I also came up during the golden age of reality television, which must have taught me how to find the filler of others’ days as fascinating as their sex lives, or rather how to relate the two—pretty rookie to figure out who’s sleeping with whom using social media—as well as how to avoid fixating too much on the boundary between real and fake. Part of the idea that Twitter is not “real” comes from the truth: it’s not an accurate reflection of society in total. But there’s nowhere else you can get such a large sample size, and so quickly; as long as you keep the context in mind there’s nowhere better to watch how people behave under certain conditions, particularly if you’re a writer. Human beings are ridiculous—sanctimonious, rude, two-dimensional, so obvious it’s shocking, like children—when they want to be watched, when they’re acting within the endless discrete present tenses that reward self-interest but not self-awareness or preservation.

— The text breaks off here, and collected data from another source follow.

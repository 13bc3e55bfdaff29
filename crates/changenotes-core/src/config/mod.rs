//! Configuration system for changenotes

pub mod defaults;
mod loader;
mod types;
pub mod validation;

pub use defaults::*;
pub use loader::*;
pub use types::*;
pub use validation::*;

It’s harder for a writer to get this material merely by “overhearing” it, and besides that’s a genre of Twitter thread—the shamelessly extended eavesdrop. In any case, there’s a sense among writers who are “extremely online” that we have to be on Twitter for work, and it’s not true—but it does help. Even obnoxious self-promotion tends to get you more freelance work—the websites are always half-empty—and more importantly to “log off” would mean losing step with much of the world. Look at the most notorious dissenter, Jonathan Franzen. His most recent novel, Purity, in which he attempted to address some of the issues of the internet, was not very good, because although he can identify the systemic problems, he refuses—to use a social-media word—to “engage” with the details of the system that would affect the characters of his novels. It’s an approach that would serve him better on Twitter. (That’s also irony.) Even writers who purport to “not do social media” will later reveal that they’ve started anonymous accounts, which allow them to look at it about as much as anyone else. Others who seem relatively inactive are often lurking. You can tell because they often casually mention they saw your recent tweets.

Posing into the Void

As for the matter of politics: when I post a political message on social media, I may be raising slight consciousness, but it depends on who and how many my followers are—most of mine are fellow writers and media professionals and unknown men who, I have to assume, given this was my intention in choosing it, have been at least somewhat seduced into reading my daily musings by my profile photo, which, not unlike when I was fourteen, depicts me as a woman with sex hair and a pouty mouth. My only hope of exposing my selfless socialist feminist beliefs to a wider audience is to go viral, which is more likely to happen if I am direct and dumbed down—do not screenshot this and mock it—which would, like a game of telephone, expose incomplete versions of my selfless socialist feminist beliefs to two main groups of people: those who will not investigate them further to learn more about them, and those who will hate them, will never be convinced of them, and are thus compelled to insult me, if not call for my death in more frightening terms than the retreating passive aggression of my friendly acquaintances/colleagues. But, of course, it’s foolish to lament the level of discourse on Twitter—what else would you expect?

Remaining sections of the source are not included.